I have two dataframes with one matching column [ID].
DF 1
ID VAR
1 442
1 429
1 58
2 928
2 8493
3 093
3 809
3 913
4 133
4 490
DF2
ID CODE
1 10foo
2 20bar
3 30foo
4 40bar
I'm trying to merge these dataframes so that I get something like this:
DF 3
ID VAR CODE
1 442 10foo
1 429 10foo
1 58 10foo
2 928 20bar
2 8493 20bar
3 093 30foo
3 809 30foo
3 913 30foo
4 133 40bar
4 490 40bar
I've tried this with DF3 = DF1.merge(DF2, on='ID', how='inner', right_index=True)

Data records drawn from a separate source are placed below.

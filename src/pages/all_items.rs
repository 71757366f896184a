//! All-items page: a flat table of every per-room stock row.

use leptos::prelude::*;

use crate::state::auth::AuthState;
use crate::state::catalog::CatalogState;
use crate::state::toasts::ToastsState;
use crate::util::dates;

/// Every item's per-room stock, one table row per room item.
#[component]
pub fn AllItemsPage() -> impl IntoView {
    let auth = expect_context::<RwSignal<AuthState>>();
    let catalog = expect_context::<RwSignal<CatalogState>>();
    let toasts = expect_context::<RwSignal<ToastsState>>();

    #[cfg(feature = "hydrate")]
    Effect::new(move || {
        if auth.get().is_authenticated() && catalog.get_untracked().items.is_empty() {
            super::load_catalog(auth, catalog, toasts);
        }
    });
    #[cfg(not(feature = "hydrate"))]
    let _ = (auth, toasts);

    view! {
        <div class="all-items-page">
            <h2>"All Items"</h2>
            {move || {
                let state = catalog.get();
                if let Some(e) = state.items_error {
                    return view! { <p>"Error loading items: " {e}</p> }.into_any();
                }
                if state.items_loading {
                    return view! { <p>"Loading items..."</p> }.into_any();
                }
                let rows = state.stock_rows();
                view! {
                    <table class="stock-table">
                        <thead>
                            <tr>
                                <th>"Serial No."</th>
                                <th>"Item Name"</th>
                                <th>"Par Level"</th>
                                <th>"Room"</th>
                                <th>"Quantity"</th>
                                <th>"UOM"</th>
                                <th>"Exp Date"</th>
                            </tr>
                        </thead>
                        <tbody>
                            {rows
                                .into_iter()
                                .map(|row| {
                                    let expiry = dates::display_expiry(row.expiry_date.as_deref());
                                    let expiring = row
                                        .expiry_date
                                        .as_deref()
                                        .and_then(dates::parse_expiry)
                                        .is_some_and(|d| {
                                            dates::within_six_months(d, dates::today())
                                        });
                                    view! {
                                        <tr>
                                            <td>{row.serial_num}</td>
                                            <td>{row.item_name}</td>
                                            <td>{row.par_level}</td>
                                            <td>{row.room_name}</td>
                                            <td>{row.quantity}</td>
                                            <td>{row.uom}</td>
                                            <td class:stock-table__expiring=expiring>{expiry}</td>
                                        </tr>
                                    }
                                })
                                .collect::<Vec<_>>()}
                        </tbody>
                    </table>
                }
                .into_any()
            }}
        </div>
    }
}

This does actually work but ends up duplicating loads of values, more than doubling the amount of rows for some reason. Really not sure why that is happening. I need the number of rows in DF3 to be the same as DF1
Thanks for the help.
CodePudding user response:
To keep the same number of rows as DF1, you're going to want a left merge:
df1.merge(df2, on='ID', how='left')
CodePudding user response:
We can try this one :
>>> df = pd.merge(df1,
... df2,
... how='left',
... left_on=['ID'],
... right_on=['ID'])
>>> df
ID VAR CODE
0 1 442 10foo
1 1 429 10foo
2 1 58 10foo
3 2 928 20bar
4 2 8493 20bar
5 3 93 30foo
6 3 809 30foo
7 3 913 30foo
8 4 133 40bar
9 4 490 40bar